◆ TASK ◆
Please write out exactly the lines of the data below from the line holding "filename src/render/core.rs" through the line holding "Border drawing style.", and leave out the rest.

Saved entries:
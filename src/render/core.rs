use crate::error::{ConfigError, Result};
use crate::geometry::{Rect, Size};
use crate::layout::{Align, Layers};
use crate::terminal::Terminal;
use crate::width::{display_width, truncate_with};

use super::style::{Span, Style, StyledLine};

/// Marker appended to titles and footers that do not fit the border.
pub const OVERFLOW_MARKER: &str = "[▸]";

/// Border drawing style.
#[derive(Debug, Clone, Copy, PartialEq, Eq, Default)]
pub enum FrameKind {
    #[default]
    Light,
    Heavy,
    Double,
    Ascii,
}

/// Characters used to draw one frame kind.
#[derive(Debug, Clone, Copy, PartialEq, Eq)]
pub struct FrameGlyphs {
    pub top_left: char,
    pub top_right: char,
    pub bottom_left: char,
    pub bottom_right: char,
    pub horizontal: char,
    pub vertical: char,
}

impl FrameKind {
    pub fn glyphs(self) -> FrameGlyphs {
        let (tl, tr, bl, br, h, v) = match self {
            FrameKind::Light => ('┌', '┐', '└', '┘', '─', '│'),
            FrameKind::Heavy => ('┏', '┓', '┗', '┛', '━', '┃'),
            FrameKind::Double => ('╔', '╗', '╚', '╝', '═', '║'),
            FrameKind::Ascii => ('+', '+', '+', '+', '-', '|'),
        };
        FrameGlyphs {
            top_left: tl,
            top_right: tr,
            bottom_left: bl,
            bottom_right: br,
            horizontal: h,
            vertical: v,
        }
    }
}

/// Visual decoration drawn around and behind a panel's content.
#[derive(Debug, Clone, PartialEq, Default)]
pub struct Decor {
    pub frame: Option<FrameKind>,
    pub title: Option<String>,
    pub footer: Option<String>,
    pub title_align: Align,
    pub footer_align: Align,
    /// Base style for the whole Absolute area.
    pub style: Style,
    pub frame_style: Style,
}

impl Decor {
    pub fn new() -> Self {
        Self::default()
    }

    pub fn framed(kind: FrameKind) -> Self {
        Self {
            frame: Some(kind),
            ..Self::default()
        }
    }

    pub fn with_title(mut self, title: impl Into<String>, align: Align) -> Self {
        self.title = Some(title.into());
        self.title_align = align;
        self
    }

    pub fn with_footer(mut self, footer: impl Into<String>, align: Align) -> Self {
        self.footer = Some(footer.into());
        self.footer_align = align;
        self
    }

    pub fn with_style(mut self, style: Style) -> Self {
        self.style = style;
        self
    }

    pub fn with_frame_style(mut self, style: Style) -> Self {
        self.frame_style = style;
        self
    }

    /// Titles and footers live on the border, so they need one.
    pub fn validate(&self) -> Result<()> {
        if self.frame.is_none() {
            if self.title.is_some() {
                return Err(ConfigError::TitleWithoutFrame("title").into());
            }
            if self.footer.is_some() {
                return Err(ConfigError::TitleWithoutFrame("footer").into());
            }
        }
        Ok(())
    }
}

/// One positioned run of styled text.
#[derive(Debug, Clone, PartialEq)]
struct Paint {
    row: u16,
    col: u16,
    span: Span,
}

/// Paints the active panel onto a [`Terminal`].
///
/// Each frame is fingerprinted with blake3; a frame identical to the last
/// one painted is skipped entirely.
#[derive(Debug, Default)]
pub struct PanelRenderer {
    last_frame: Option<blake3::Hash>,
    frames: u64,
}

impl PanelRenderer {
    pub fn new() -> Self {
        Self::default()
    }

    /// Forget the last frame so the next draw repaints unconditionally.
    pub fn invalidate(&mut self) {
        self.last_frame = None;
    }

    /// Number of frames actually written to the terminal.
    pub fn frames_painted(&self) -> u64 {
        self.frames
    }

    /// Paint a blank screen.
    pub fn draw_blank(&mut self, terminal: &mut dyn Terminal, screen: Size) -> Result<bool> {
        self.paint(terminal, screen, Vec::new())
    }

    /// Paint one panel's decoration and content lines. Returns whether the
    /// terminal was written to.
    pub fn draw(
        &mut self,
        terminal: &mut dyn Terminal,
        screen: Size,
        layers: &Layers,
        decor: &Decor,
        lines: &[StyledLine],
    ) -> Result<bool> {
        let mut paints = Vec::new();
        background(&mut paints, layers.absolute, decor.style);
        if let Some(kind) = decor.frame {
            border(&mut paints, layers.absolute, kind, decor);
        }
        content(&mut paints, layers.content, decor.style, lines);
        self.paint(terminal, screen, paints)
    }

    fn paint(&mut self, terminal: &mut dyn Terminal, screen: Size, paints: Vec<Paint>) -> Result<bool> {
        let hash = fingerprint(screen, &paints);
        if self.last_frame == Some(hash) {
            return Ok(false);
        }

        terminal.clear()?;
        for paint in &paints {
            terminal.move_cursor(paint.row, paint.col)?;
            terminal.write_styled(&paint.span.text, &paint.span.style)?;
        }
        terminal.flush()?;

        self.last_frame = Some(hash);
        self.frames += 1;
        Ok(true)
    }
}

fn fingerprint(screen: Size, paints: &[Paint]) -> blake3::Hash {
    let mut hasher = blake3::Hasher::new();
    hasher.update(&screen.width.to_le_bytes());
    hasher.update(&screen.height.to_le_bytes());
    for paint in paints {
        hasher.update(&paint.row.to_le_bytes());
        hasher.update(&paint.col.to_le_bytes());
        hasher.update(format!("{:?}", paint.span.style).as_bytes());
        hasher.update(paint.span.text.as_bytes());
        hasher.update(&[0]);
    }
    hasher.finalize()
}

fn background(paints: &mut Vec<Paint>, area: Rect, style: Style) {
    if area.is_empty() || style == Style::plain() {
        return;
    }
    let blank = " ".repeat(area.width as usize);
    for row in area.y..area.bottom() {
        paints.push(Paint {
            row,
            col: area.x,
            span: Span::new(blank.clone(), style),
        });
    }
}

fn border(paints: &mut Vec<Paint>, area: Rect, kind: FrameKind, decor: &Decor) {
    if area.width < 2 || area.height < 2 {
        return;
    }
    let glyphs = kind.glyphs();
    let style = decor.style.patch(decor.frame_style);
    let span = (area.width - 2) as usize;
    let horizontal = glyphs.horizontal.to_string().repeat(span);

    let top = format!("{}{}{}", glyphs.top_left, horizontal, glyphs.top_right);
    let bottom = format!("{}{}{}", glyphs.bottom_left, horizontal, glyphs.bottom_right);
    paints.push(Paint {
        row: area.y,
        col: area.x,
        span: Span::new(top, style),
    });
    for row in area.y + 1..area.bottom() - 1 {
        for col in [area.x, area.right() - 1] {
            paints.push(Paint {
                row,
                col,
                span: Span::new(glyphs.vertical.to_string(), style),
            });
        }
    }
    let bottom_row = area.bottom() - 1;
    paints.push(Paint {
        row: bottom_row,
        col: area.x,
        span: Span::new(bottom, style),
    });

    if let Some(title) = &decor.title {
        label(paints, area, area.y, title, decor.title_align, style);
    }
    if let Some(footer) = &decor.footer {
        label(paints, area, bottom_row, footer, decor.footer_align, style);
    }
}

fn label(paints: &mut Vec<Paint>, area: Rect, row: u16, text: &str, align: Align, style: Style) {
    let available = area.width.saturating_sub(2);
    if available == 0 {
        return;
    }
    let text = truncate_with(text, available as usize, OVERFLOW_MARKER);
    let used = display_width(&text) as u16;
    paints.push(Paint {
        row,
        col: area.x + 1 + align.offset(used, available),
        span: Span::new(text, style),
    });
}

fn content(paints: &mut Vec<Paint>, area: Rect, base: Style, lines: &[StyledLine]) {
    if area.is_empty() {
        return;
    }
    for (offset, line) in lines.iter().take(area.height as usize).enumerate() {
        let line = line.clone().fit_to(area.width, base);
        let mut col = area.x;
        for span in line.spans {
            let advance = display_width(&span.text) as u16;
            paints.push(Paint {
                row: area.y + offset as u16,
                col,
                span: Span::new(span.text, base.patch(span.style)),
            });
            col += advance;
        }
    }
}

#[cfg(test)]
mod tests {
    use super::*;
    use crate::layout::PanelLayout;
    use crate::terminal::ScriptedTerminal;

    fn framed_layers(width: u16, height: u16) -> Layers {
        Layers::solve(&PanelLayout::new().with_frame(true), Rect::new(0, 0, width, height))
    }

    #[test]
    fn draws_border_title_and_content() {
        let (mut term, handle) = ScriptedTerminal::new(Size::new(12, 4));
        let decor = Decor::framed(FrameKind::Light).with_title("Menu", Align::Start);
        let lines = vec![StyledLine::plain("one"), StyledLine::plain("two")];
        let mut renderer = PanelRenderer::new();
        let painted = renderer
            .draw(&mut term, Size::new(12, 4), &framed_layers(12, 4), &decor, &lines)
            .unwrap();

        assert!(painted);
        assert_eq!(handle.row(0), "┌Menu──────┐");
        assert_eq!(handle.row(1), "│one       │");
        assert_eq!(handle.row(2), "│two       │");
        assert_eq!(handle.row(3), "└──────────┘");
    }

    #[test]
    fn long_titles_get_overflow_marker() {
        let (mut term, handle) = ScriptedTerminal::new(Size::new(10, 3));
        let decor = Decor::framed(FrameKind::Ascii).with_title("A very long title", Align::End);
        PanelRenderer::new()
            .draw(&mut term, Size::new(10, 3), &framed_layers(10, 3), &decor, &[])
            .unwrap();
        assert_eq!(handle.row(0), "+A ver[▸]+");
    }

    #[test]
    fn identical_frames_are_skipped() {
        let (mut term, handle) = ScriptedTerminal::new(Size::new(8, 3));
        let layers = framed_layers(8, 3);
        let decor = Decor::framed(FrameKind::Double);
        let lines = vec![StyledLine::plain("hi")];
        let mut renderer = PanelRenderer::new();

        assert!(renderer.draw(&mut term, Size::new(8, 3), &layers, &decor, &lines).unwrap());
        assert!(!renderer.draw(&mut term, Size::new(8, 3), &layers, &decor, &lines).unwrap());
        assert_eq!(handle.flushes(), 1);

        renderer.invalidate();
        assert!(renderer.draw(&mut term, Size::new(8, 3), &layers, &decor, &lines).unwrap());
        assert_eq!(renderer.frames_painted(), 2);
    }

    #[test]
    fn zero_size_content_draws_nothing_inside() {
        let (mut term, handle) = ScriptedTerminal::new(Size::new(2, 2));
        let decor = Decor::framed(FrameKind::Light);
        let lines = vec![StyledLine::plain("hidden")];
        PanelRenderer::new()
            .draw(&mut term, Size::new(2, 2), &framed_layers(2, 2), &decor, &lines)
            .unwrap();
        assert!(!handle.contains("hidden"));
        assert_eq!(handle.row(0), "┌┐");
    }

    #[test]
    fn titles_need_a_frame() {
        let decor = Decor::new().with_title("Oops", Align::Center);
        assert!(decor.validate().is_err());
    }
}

* * *

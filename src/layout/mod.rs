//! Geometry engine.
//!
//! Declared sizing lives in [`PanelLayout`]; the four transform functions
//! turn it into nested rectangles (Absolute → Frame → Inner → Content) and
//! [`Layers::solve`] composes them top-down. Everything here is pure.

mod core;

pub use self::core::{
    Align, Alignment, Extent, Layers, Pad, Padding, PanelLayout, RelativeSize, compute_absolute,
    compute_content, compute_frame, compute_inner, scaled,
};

---

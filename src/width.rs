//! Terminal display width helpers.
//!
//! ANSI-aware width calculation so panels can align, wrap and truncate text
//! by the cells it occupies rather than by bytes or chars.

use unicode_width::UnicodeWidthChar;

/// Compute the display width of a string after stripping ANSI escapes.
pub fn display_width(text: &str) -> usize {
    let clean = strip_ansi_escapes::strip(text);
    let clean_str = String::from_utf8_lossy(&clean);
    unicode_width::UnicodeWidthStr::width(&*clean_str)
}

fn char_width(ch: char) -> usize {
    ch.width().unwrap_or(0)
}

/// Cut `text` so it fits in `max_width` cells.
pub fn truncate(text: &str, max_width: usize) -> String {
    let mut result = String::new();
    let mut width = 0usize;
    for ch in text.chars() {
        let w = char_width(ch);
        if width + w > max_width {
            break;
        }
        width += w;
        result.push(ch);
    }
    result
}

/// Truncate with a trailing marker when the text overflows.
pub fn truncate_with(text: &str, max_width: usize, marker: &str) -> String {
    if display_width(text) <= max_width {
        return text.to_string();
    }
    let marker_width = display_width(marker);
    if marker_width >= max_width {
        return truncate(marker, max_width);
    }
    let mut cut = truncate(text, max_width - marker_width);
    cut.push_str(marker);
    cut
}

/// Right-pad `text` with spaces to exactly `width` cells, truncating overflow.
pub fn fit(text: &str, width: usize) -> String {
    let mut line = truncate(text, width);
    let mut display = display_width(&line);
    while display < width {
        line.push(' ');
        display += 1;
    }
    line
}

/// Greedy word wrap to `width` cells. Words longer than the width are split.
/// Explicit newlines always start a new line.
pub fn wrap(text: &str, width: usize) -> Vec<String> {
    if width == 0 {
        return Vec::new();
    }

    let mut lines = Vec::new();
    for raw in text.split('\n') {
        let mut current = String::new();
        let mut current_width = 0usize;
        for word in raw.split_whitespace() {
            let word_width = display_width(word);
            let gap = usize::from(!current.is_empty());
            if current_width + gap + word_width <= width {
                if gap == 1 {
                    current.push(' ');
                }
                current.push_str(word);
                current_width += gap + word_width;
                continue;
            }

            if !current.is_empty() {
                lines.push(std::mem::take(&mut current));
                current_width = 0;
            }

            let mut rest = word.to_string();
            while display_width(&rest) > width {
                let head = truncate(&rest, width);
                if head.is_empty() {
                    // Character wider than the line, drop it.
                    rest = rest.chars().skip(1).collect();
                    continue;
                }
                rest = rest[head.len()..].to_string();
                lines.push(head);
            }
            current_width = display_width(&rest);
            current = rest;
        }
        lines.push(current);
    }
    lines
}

◆ RESULT OF THIS EXERCISE ◆
filename src/render/core.rs
use crate::error::{ConfigError, Result};
use crate::geometry::{Rect, Size};
use crate::layout::{Align, Layers};
use crate::terminal::Terminal;
use crate::width::{display_width, truncate_with};

use super::style::{Span, Style, StyledLine};

/// Marker appended to titles and footers that do not fit the border.
pub const OVERFLOW_MARKER: &str = "[▸]";

/// Border drawing style.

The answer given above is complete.